A chi conviene l’Europa?

di Antonio Carbonelli * –

Il filosofo Popper in un’intervista a Marcello Pera su La Stampa del 6.10.92 a proposito dell’Europa disse che “Penso che coloro che hanno cercato di organizzare la comunità europea siano completamente irresponsabili. Hanno visto che l’America è una federazione e hanno pensato di fare qualcosa di simile. Gli USA hanno studiato il problema del bilanciamento dei poteri. A Bruxelles non sappiamo a chi questa gente risponde e non c’è potere per bilanciarli. C’è sì un parlamento a Strasburgo, ma non ha potere di controllare l’amministrazione. L’Europa fu suggerita da Churchill, e non è la prima volta che una buona idea di Churchill è stata applicata male. Churchill nella History of the English Speaking Peoples, III volume, the age of revolution, tratta estesamente della rivoluzione americana e della guerra di indipendenza. Nessuno di quelli che dirigono l’Europa l’ha letto. Esistono sempre conseguenze non volute che vengono alla luce solo dopo.

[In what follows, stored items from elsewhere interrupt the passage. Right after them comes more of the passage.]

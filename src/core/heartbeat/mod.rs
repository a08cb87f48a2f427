//! Checklist extraction and the non-destructive merge of the skill's task
//! template into the user's `HEARTBEAT.md`.

use std::collections::HashSet;
use std::sync::LazyLock;

use regex::Regex;

pub const HEARTBEAT_FILE: &str = "HEARTBEAT.md";
pub const DEFAULT_SECTION_HEADING: &str = "## ClawFriend Tasks";

/// Written once when the user has no heartbeat file yet.
pub const FILE_HEADER: &str = "# HEARTBEAT.md\n\n\
Periodic tasks for this agent. Edit freely: setup only appends tasks that are missing.\n\n";

/// Bundled copy of the skill template, written by `clawfriend install`.
pub const BUNDLED_TEMPLATE: &str = include_str!("../../../templates/HEARTBEAT.md");

static CHECKBOX: LazyLock<Regex> =
    LazyLock::new(|| Regex::new(r"\[[ xX]\]\s*(.*)").expect("checkbox pattern is valid"));

static SECTION_HEADING: LazyLock<Regex> = LazyLock::new(|| {
    Regex::new(r"(?mi)^(#{1,6})[ \t]*ClawFriend[ \t]+(?:Maintenance|Tasks)\b.*$")
        .expect("section heading pattern is valid")
});

static ANY_HEADING: LazyLock<Regex> =
    LazyLock::new(|| Regex::new(r"^(#{1,6})\s").expect("heading pattern is valid"));

#[derive(Debug, Clone, PartialEq, Eq)]
pub struct TaskRecord {
    pub identifier: String,
    pub full_line: String,
}

#[derive(Debug, Clone, PartialEq, Eq)]
pub struct MergeOutcome {
    pub content: String,
    pub added_count: usize,
    pub created: bool,
}

/// Normalised de-duplication key: the description up to the first `(` or
/// dash, trimmed and lowercased.
pub fn task_identifier(description: &str) -> String {
    description
        .split(['(', '-', '–', '—'])
        .next()
        .unwrap_or_default()
        .trim()
        .to_lowercase()
}

pub fn extract_tasks(markdown: &str) -> Vec<TaskRecord> {
    markdown
        .lines()
        .filter_map(|line| {
            let caps = CHECKBOX.captures(line)?;
            let description = caps.get(1)?.as_str();
            let identifier = task_identifier(description);
            if identifier.is_empty() {
                return None;
            }
            Some(TaskRecord {
                identifier,
                full_line: line.trim_end().to_string(),
            })
        })
        .collect()
}

/// The part of a template that gets merged: the ClawFriend task section up to
/// the next heading of the same or a higher level, or the whole template when
/// it has no such section.
pub fn template_task_section(template: &str) -> &str {
    let Some(caps) = SECTION_HEADING.captures(template) else {
        return template;
    };
    let (Some(whole), Some(hashes)) = (caps.get(0), caps.get(1)) else {
        return template;
    };
    let level = hashes.as_str().len();
    let start = whole.start();

    let mut offset = whole.end();
    for line in template[whole.end()..].split_inclusive('\n') {
        if let Some(h) = ANY_HEADING.captures(line)
            && h.get(1).is_some_and(|m| m.as_str().len() <= level)
            && offset > whole.end()
        {
            return &template[start..offset];
        }
        offset += line.len();
    }
    &template[start..]
}

pub fn merge_tasks(existing: Option<&str>, template_section: &str) -> MergeOutcome {
    let Some(existing) = existing else {
        let mut content = String::from(FILE_HEADER);
        content.push_str(template_section);
        if !content.ends_with('\n') {
            content.push('\n');
        }
        return MergeOutcome {
            content,
            added_count: extract_tasks(template_section).len(),
            created: true,
        };
    };

    let known: HashSet<String> = extract_tasks(existing)
        .into_iter()
        .map(|t| t.identifier)
        .collect();

    let mut seen = HashSet::new();
    let new_lines: Vec<String> = extract_tasks(template_section)
        .into_iter()
        .filter(|t| !known.contains(&t.identifier) && seen.insert(t.identifier.clone()))
        .map(|t| t.full_line)
        .collect();

    if new_lines.is_empty() {
        return MergeOutcome {
            content: existing.to_string(),
            added_count: 0,
            created: false,
        };
    }

    let block = new_lines.join("\n");
    let content = match SECTION_HEADING.find(existing) {
        Some(heading) => {
            let at = heading.end();
            let mut out = String::with_capacity(existing.len() + block.len() + 2);
            out.push_str(&existing[..at]);
            out.push('\n');
            out.push_str(&block);
            if at < existing.len() {
                out.push_str(&existing[at..]);
            } else {
                out.push('\n');
            }
            out
        }
        None => {
            let mut out = existing.to_string();
            if !out.is_empty() && !out.ends_with('\n') {
                out.push('\n');
            }
            out.push('\n');
            out.push_str(DEFAULT_SECTION_HEADING);
            out.push('\n');
            out.push_str(&block);
            out.push('\n');
            out
        }
    };

    MergeOutcome {
        content,
        added_count: new_lines.len(),
        created: false,
    }
}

Tutto ciò che hanno fatto è mettere in piedi un esecutivo e niente più. Ciò che sessant’anni fa ho chiamato ingegneria utopistica. La costruzione dell’Europa fin qui è stata fatta molto male. L’Europa non ha una costituzione democratica, e questa gente non ha nessuna idea circa il controllo democratico. Al momento sembra che ci sia un accordo fra Germania e Francia e che tutti gli altri membri abbiano, per così dire, una funzione accessoria. Tutta la questione dovrebbe essere riveduta da capo su basi diverse. Io sono per l’Europa, ma non per questo tipo di Europa. Questa Europa non è democratica, è dogmatica. Non so chi sia l’architetto, ma so per certo che un cittadino ordinario che legge i giornali non ha nessuna idea chiara né su che cosa è stato fatto né su chi l’ha fatto. È tutto impenetrabile”.
Quello di cui Popper non si accorge è che l’Europa che descrive è funzionale al perseguimento delle politiche liberiste di due filosofi economici, Hayek e Mises, soprattutto con l’introduzione dell’area valutaria uniforme costituita dall’eurozona.
Eppure già nel 1752 un altro filosofo, primo autore che si sia occupato approfonditamente di economia politica, Hume, nel saggio Sulla moneta sosteneva un principio che viene riferito ancor oggi dal Nobel per l’economia Krugman in Economia monetaria internazionale, per cui gli squilibri commerciali internazionali sarebbero compensati dal valore dei cambi, perché i paesi che esportano più di quanto importino prima o poi si troverebbero con il valore della moneta aumentato e dovrebbero cessare di esportare più di quanto importino, con la conseguenza che prima o poi raggiungerebbero di nuovo l’equilibrio nella bilancia dei pagamenti.
Questo meccanismo, a parte il fatto che potrebbe richiedere decenni o secoli, non può operare all’interno delle aree valutarie bloccate, come è oggi quella dell’euro, con la conseguenza che gli squilibri commerciali internazionali si riflettono sulla possibilità per le banche nazionali di erogare crediti alle famiglie e alle imprese.
Le tensioni di questi giorni in merito ai coronabond rischiano di far saltare per aria l’Europa. Eppure spero proprio che Conte abbia la consistenza umana per contrastare certi egoismi miopi. Germania e Olanda infatti non possono permettersi di trovarsene fuori: senza la moneta comune bloccata, le loro monete andrebbero alle stelle, e addio esportazioni di Mercedes, Audi, Bmw.

* Avvocato giuslavorista e filosofo a Brescia.